> [EXERCISE REQUIREMENTS] The lines to reproduce run from the first one below to the line containing "translate to something.", both included. Reproduce them exactly and nothing else.

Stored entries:
|---|
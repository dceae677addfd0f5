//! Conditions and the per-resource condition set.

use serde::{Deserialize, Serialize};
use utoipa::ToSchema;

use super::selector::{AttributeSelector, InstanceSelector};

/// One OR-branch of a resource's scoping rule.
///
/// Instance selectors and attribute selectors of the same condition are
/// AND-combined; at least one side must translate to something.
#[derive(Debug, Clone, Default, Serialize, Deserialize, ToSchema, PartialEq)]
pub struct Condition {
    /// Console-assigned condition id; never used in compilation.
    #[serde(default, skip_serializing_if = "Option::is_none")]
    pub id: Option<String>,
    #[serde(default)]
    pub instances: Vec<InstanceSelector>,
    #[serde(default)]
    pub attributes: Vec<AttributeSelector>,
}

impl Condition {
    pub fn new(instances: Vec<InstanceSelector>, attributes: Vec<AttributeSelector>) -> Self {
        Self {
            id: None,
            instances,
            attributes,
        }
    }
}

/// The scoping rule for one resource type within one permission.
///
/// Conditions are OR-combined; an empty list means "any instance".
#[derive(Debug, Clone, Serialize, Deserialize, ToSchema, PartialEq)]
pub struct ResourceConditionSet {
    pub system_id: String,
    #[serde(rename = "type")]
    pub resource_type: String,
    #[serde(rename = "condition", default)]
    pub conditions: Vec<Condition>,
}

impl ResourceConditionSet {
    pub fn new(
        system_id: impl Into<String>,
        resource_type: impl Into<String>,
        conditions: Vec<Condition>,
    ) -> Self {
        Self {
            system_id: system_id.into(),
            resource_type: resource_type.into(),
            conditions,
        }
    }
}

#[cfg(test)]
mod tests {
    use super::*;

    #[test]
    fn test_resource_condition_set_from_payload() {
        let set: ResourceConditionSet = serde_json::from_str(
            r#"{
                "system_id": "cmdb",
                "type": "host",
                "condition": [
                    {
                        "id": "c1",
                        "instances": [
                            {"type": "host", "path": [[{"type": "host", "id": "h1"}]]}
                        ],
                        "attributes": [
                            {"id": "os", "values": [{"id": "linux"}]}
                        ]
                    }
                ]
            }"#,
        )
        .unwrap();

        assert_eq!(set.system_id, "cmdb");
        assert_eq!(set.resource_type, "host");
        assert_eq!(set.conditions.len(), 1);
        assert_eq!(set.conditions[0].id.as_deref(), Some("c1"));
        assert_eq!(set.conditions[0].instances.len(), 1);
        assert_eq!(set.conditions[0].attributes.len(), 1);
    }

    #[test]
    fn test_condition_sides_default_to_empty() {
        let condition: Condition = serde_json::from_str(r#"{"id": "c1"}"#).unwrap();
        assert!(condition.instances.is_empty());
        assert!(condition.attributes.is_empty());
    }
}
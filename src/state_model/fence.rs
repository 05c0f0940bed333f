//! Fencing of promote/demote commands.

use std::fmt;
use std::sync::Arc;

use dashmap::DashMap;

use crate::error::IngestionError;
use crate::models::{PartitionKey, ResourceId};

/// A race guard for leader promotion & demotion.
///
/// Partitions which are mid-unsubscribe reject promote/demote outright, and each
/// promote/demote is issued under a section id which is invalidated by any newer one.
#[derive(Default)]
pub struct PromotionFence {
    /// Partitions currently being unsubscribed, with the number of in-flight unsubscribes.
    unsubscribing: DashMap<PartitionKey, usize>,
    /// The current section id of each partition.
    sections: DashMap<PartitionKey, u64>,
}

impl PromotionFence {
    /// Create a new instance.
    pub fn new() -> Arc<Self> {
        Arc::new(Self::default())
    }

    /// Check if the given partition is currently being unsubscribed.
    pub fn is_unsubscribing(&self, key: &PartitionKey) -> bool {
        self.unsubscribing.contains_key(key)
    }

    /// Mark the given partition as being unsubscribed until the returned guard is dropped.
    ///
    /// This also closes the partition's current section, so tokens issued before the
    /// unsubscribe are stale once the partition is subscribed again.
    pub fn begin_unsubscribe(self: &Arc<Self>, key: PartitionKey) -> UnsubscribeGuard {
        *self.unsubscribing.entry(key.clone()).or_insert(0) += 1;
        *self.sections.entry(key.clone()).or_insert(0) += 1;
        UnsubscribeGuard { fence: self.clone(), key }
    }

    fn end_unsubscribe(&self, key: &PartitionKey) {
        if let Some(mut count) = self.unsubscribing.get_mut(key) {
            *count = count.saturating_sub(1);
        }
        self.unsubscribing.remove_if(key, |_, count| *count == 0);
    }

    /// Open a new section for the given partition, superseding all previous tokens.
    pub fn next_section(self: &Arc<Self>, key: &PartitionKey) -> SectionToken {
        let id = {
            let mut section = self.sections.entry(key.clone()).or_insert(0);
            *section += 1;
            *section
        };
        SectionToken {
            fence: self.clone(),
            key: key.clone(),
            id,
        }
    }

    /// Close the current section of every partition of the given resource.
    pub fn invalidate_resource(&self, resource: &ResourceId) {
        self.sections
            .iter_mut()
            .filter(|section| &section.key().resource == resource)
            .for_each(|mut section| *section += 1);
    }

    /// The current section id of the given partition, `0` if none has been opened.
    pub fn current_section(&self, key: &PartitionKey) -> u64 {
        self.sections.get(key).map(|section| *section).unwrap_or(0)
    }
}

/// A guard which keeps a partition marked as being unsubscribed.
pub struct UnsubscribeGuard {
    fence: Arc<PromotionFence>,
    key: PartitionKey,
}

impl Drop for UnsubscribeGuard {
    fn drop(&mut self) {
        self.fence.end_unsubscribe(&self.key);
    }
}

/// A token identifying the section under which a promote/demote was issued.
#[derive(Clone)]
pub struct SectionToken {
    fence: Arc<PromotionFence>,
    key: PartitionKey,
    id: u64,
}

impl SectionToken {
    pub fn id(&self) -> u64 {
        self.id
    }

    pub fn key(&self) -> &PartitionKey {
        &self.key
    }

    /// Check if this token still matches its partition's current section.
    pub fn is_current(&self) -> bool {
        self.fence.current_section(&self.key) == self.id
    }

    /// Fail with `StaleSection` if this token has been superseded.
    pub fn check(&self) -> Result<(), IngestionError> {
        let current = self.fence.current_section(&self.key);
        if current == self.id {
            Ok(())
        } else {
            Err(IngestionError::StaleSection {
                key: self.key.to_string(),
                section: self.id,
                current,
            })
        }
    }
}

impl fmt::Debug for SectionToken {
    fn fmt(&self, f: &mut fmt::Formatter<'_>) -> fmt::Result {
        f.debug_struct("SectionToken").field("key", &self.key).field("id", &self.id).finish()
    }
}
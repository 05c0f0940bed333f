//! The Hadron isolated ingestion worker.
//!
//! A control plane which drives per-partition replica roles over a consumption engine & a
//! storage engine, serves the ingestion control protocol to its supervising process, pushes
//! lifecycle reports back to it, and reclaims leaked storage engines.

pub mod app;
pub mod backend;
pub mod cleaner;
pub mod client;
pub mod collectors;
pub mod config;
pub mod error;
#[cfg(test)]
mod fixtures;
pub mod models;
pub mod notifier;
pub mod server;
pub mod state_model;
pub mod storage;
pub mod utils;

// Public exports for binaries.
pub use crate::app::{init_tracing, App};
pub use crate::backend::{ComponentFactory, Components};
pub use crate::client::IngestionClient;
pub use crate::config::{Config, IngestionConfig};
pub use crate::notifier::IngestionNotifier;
|---|
> [TASK RESPONSE]
repository dceae677addfd0f5
//! Conditions and the per-resource condition set.

use serde::{Deserialize, Serialize};
use utoipa::ToSchema;

use super::selector::{AttributeSelector, InstanceSelector};

/// One OR-branch of a resource's scoping rule.
///
/// Instance selectors and attribute selectors of the same condition are
/// AND-combined; at least one side must translate to something.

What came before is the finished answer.